Mohammed Chahid hace un llamamiento para que no se caiga en el democratismo y muestra que otra democracia es posible.

Desde el Magreb hasta el Oriente próximo, pueblos entumecidos desde hace mucho tiempo, se levantan hoy como un solo hombre para coger al fin su destino en su mano. El problema de estos pueblos no es solo tener más libertad, sino y sobre todo, saber cómo usar esta libertad para darse el mejor sistema político posible.

Más allá de los desordenes y de los combates fratricidas, cortejo inevitable de toda revolución violenta, es el movimiento irresistible de la historia el que parece infundir a estas tierras de vieja civilización las primicias penosas de su renacimiento. La primera innovación de este renacimiento debería concernir el corazón mismo del sistema político, es decir la manera de gobernar los hombres y de organizar la sociedad. La esperanza es que este renacimiento aporte al mundo una democracia nueva: una democracia más autentica, más justa, más impregnada de humanismo, menos esclavizada a las potencias financieras y a los intereses particulares.

El ideal democrático no está aquí en tela de juicio. Es la barrera más segura contra todas las formas de dictadura. Desgraciadamente, la democracia practicada, desde hace más de un siglo, no es más que un principio, un ideal noble. En su aplicación se convierte en una inmensa impostura.

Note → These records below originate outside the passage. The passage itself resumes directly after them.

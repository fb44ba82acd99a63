//! # timemachine-search
//!
//! Indexing and querying of chat message history.
//!
//! Appended messages are persisted by `timemachine-storage`; this crate
//! keeps the derived lookup structures in memory and evaluates queries
//! against them.
//!
//! ## Features
//! - Exact-match posting lists for sender/recipient address parts
//! - Inverted index over message bodies
//! - Timestamp index with inclusive range scans
//! - Boolean query language (`AND`, `OR`, `NOT`, grouping, `field:value`,
//!   `ts:[low TO high]`)
//! - Results ordered by timestamp, capped per query
//!
//! ## Usage
//!
//! ```no_run
//! use chrono::Utc;
//! use timemachine_search::{IndexConfig, TimeMachineIndex};
//! use timemachine_types::Document;
//!
//! let index = TimeMachineIndex::open(IndexConfig::new("/tmp/timemachine_index"))?;
//! index.append(&Document::new(Utc::now(), "deploy finished"))?;
//! let response = index.index_query("deploy AND ts:[2012 TO *]")?;
//! println!("{}: {} hits", response.parsed_query_description, response.len());
//! index.close()?;
//! # Ok::<(), timemachine_search::SearchError>(())
//! ```

pub mod engine;
pub mod error;
pub mod index;
pub mod indexer;
pub mod lexer;
pub mod lifecycle;
pub mod parser;
pub mod query;
pub mod timespec;
pub mod tokenizer;
pub mod window;

pub use engine::{evaluate, DocumentSource};
pub use error::SearchError;
pub use index::{IndexConfig, QueryResponse, TimeMachineIndex, TimeMachineStats};
pub use indexer::{IndexStats, IndexStructures, Posting, RebuildStats};
pub use lifecycle::{index_exists, init_or_open, shutdown};
pub use parser::QueryParser;
pub use query::Query;
pub use timespec::{parse_time_literal, TimeSpan};
pub use window::RecentWindow;
#[cfg(test)]
mod tests {
    use super::*;
    use chrono::{Duration, TimeZone, Utc};
    use tempfile::TempDir;
    use timemachine_types::{Address, FieldDef, FieldKind};

    fn sample_doc(i: i64, body: &str) -> Document {
        let base = Utc.with_ymd_and_hms(2024, 1, 29, 12, 0, 0).unwrap();
        Document::new(base + Duration::minutes(i), body)
            .with_from(&Address::new("alice", "example.org", "laptop"))
            .with_to(&Address::new("ops", "conference.example.org", ""))
    }

    fn fast_options() -> StoreOptions {
        StoreOptions { sync_writes: false }
    }

    #[test]
    fn test_create_new_store() {
        let temp_dir = TempDir::new().unwrap();
        let path = temp_dir.path().join("index");

        assert!(!DocumentStore::exists(&path));
        let store = DocumentStore::open_with_options(&path, &Schema::message(), fast_options())
            .unwrap();
        assert!(DocumentStore::exists(&path));
        assert!(store.is_empty());
        assert_eq!(store.schema(), &Schema::message());
    }

    #[test]
    fn test_append_and_fetch() {
        let temp_dir = TempDir::new().unwrap();
        let store =
            DocumentStore::open_with_options(temp_dir.path(), &Schema::message(), fast_options())
                .unwrap();

        let p0 = store.append(&sample_doc(0, "first")).unwrap();
        let p1 = store.append(&sample_doc(1, "second")).unwrap();
        assert_eq!((p0, p1), (0, 1));
        assert_eq!(store.len(), 2);

        let docs = store.fetch(&[1, 0]).unwrap();
        assert_eq!(docs[0].body, "second");
        assert_eq!(docs[1].body, "first");
        assert_eq!(docs[0], sample_doc(1, "second"));
    }

    #[test]
    fn test_fetch_missing_position() {
        let temp_dir = TempDir::new().unwrap();
        let store =
            DocumentStore::open_with_options(temp_dir.path(), &Schema::message(), fast_options())
                .unwrap();
        store.append(&sample_doc(0, "only")).unwrap();

        assert!(matches!(store.fetch(&[0, 7]), Err(StorageError::NotFound(7))));
        assert!(store.get(7).unwrap().is_none());
    }

    #[test]
    fn test_empty_body_rejected() {
        let temp_dir = TempDir::new().unwrap();
        let store =
            DocumentStore::open_with_options(temp_dir.path(), &Schema::message(), fast_options())
                .unwrap();

        let result = store.append(&sample_doc(0, ""));
        assert!(matches!(result, Err(StorageError::InvalidDocument(_))));
        let result = store.append(&sample_doc(0, "   "));
        assert!(matches!(result, Err(StorageError::InvalidDocument(_))));
        assert!(store.is_empty());
    }

    #[test]
    fn test_reopen_keeps_documents() {
        let temp_dir = TempDir::new().unwrap();
        {
            let store = DocumentStore::open_with_options(
                temp_dir.path(),
                &Schema::message(),
                fast_options(),
            )
            .unwrap();
            for i in 0..5 {
                store.append(&sample_doc(i, &format!("message {}", i))).unwrap();
            }
            store.close().unwrap();
        }

        let store =
            DocumentStore::open_with_options(temp_dir.path(), &Schema::message(), fast_options())
                .unwrap();
        assert_eq!(store.len(), 5);
        assert_eq!(store.append(&sample_doc(5, "after reopen")).unwrap(), 5);
    }

    #[test]
    fn test_schema_mismatch_on_open() {
        let temp_dir = TempDir::new().unwrap();
        DocumentStore::open_with_options(temp_dir.path(), &Schema::message(), fast_options())
            .unwrap()
            .close()
            .unwrap();

        let other = Schema::new(
            vec![
                FieldDef::new("ts", FieldKind::Timestamp),
                FieldDef::new("body", FieldKind::Text),
            ],
            "body",
        )
        .unwrap();

        let result = DocumentStore::open_with_options(temp_dir.path(), &other, fast_options());
        assert!(matches!(result, Err(StorageError::SchemaMismatch(_))));
    }

    #[test]
    fn test_visit_in_position_order() {
        let temp_dir = TempDir::new().unwrap();
        let store =
            DocumentStore::open_with_options(temp_dir.path(), &Schema::message(), fast_options())
                .unwrap();
        // More than ten so that unpadded keys would sort wrongly
        for i in 0..12 {
            store.append(&sample_doc(i, &format!("m{}", i))).unwrap();
        }

        let mut seen = Vec::new();
        let count = store
            .visit(|position, doc| {
                seen.push((position, doc.body));
                Ok::<(), StorageError>(())
            })
            .unwrap();

        assert_eq!(count, 12);
        for (i, (position, body)) in seen.iter().enumerate() {
            assert_eq!(*position, i as u64);
            assert_eq!(body, &format!("m{}", i));
        }
    }

    #[test]
    fn test_counter_repaired_from_documents() {
        let temp_dir = TempDir::new().unwrap();
        {
            let store = DocumentStore::open_with_options(
                temp_dir.path(),
                &Schema::message(),
                fast_options(),
            )
            .unwrap();
            store.append(&sample_doc(0, "a")).unwrap();
            store.append(&sample_doc(1, "b")).unwrap();

            // Simulate a stale counter
            let meta_cf = store.cf(CF_META).unwrap();
            store
                .db
                .put_cf(meta_cf, MetaKey::NextPosition.as_bytes(), encode_position(0))
                .unwrap();
            store.close().unwrap();
        }

        let store =
            DocumentStore::open_with_options(temp_dir.path(), &Schema::message(), fast_options())
                .unwrap();
        assert_eq!(store.len(), 2);
        assert_eq!(store.append(&sample_doc(2, "c")).unwrap(), 2);
    }

    #[test]
    fn test_undecodable_document_is_corrupt() {
        let temp_dir = TempDir::new().unwrap();
        let store =
            DocumentStore::open_with_options(temp_dir.path(), &Schema::message(), fast_options())
                .unwrap();
        store.append(&sample_doc(0, "fine")).unwrap();
        store.append(&sample_doc(1, "damaged")).unwrap();

        let docs_cf = store.cf(CF_DOCUMENTS).unwrap();
        store
            .db
            .put_cf(docs_cf, DocKey::new(1).to_bytes(), b"{not json")
            .unwrap();

        let result = store.visit(|_, _| Ok::<(), StorageError>(()));
        assert!(matches!(result, Err(StorageError::Corrupt(msg)) if msg.contains("at 1")));
    }

    #[test]
    fn test_missing_schema_descriptor_is_corrupt() {
        let temp_dir = TempDir::new().unwrap();
        {
            let store = DocumentStore::open_with_options(
                temp_dir.path(),
                &Schema::message(),
                fast_options(),
            )
            .unwrap();
            let meta_cf = store.cf(CF_META).unwrap();
            store.db.delete_cf(meta_cf, MetaKey::Schema.as_bytes()).unwrap();
            store.close().unwrap();
        }

        let result =
            DocumentStore::open_with_options(temp_dir.path(), &Schema::message(), fast_options());
        assert!(matches!(result, Err(StorageError::Corrupt(_))));
    }

    #[test]
    fn test_unreadable_schema_descriptor_is_corrupt() {
        let temp_dir = TempDir::new().unwrap();
        {
            let store = DocumentStore::open_with_options(
                temp_dir.path(),
                &Schema::message(),
                fast_options(),
            )
            .unwrap();
            let meta_cf = store.cf(CF_META).unwrap();
            store
                .db
                .put_cf(meta_cf, MetaKey::Schema.as_bytes(), b"\xff\x00")
                .unwrap();
            store.close().unwrap();
        }

        let result =
            DocumentStore::open_with_options(temp_dir.path(), &Schema::message(), fast_options());
        assert!(matches!(result, Err(StorageError::Corrupt(_))));
    }

    #[test]
    fn test_stats() {
        let temp_dir = TempDir::new().unwrap();
        let store =
            DocumentStore::open_with_options(temp_dir.path(), &Schema::message(), fast_options())
                .unwrap();
        store.append(&sample_doc(0, "a")).unwrap();

        let stats = store.stats().unwrap();
        assert_eq!(stats.documents, 1);
    }
}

El modelo democrático universal permite que un mismo partido político guarde a la vez el poder legislativo y el poder ejecutivo durante el tiempo de una legislatura. La mayoría que tiene la Asamblea representativa, se supone que controla un gobierno salido de sus filas, como si fuera independiente de ella. Se supone que esta mayoría vela por que el gobierno aplique la ley de una manera imparcial a todos sin distinción, por que el interés general esté por encima de todos los intereses particulares.

Es un poco como si usted (alias el pueblo) es propietario de un terreno sobre el que quiere construir una casa (alias el Estado) y que el arquitecto que usted ha elegido libremente (alias el partido mayoritario en el parlamento) viene a decirle: “Los planes de su futura casa están listos. Tengo un hermano (alias el gobierno salido de la mayoría) que es empresario en la construcción, el construirá su casa bajo un estricto control.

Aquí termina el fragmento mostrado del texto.